Dorotea prendió la luz de la cocina, una bombilla débil y amarillenta que apenas permitía distinguir los ingredientes sobre la mesa de madera. No había habido corriente eléctrica en la hacienda hasta la llegada del general, y a ella apenas le importaba que la luz artificial fuese débil, de no ser porque era una muestra más de la mezquindad del viejo. Había conseguido que a aquél lugar olvidado llegaran líneas de corriente y telefónica, con el único propósito de alimentar un ordenador personal, un teléfono y fax con los que se creía vinculado al mundo exterior. Cuando hacía años los encargados de la instalación le consultaron acerca de los aparatos convenientes para mantener una estancia cómoda, aparatos de aire acondicionado, tomas para ventiladores, cocinas, termos y congeladores, él despachó a los consultores con cajas destempladas, gritando que sólo quería lo imprescindible para realizar su trabajo. Pese a que se desentendió de esos asuntos, se aseguró de que las tomas de corriente fueran las mínimas y que las bombillas fuesen de escasa potencia. “Dios nos ha dado el día para hacer en ese tiempo todo lo necesario. Durante la noche sólo trabajan los asesinos y quienes deben eliminarlos”, fue su comentario a los funcionarios encargados de organizar su retiro, algunos de ellos militares de alta graduación.
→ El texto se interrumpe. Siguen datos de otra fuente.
//! Convoice Core Library
//!
//! Turns a two-voice script into synthesized speech: line-based turn
//! parsing, per-turn synthesis through a speech provider, and sequential
//! playback of the resulting clips.

pub mod audio;
pub mod config;
pub mod error;
pub mod playback;
pub mod processor;
pub mod session;
pub mod tts;
pub mod turn;

pub use audio::AudioClip;
pub use config::{Config, ProviderKind, VoicePair};
pub use error::ConvoiceError;
#[cfg(feature = "playback")]
pub use playback::RodioPlayer;
pub use playback::{ClipPlayer, PlaybackReport, SilentPlayer};
pub use processor::ProcessReport;
pub use session::{Session, SessionCallback, SessionEvent};
pub use tts::{SpeechSynthesizer, SynthesizedAudio, build_synthesizer};
pub use turn::{Conversation, Role, Turn, format_seconds};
Nada más preparar la cena, Dorotea fue a por la lámpara, la cargó con el rancio aceite de vicuña y salió afuera, a preparar el cenador. El general acostumbraba a hacer su única comida del día a esas horas, quizá el único momento en que la temperatura era soportable, cuando las piedras comenzaban a devolver el calor acumulado y el aire empezaba a refrescar el ambiente. La mujer recogió con un cepillo la liviana maleza del suelo, pasó un paño húmedo por la mesa, colocó las siete sillas y colgó de un gancho el fanal que debería ahuyentar a los mosquitos que a esas horas abandonaban sus recónditas guaridas para alimentarse de la sangre de los pocos seres vivos de los alrededores. Dorotea estaba a salvo de ellos. Había nacido y crecido en uno de los escasos pueblos de la zona y solía bromear diciendo que de niña ya había entregado más sangre de la que cabía en su cuerpo y que los chupadores habían llegado a un pacto con ella. Ahora ya no bromeaba, ni con ésa ni con otras cosas.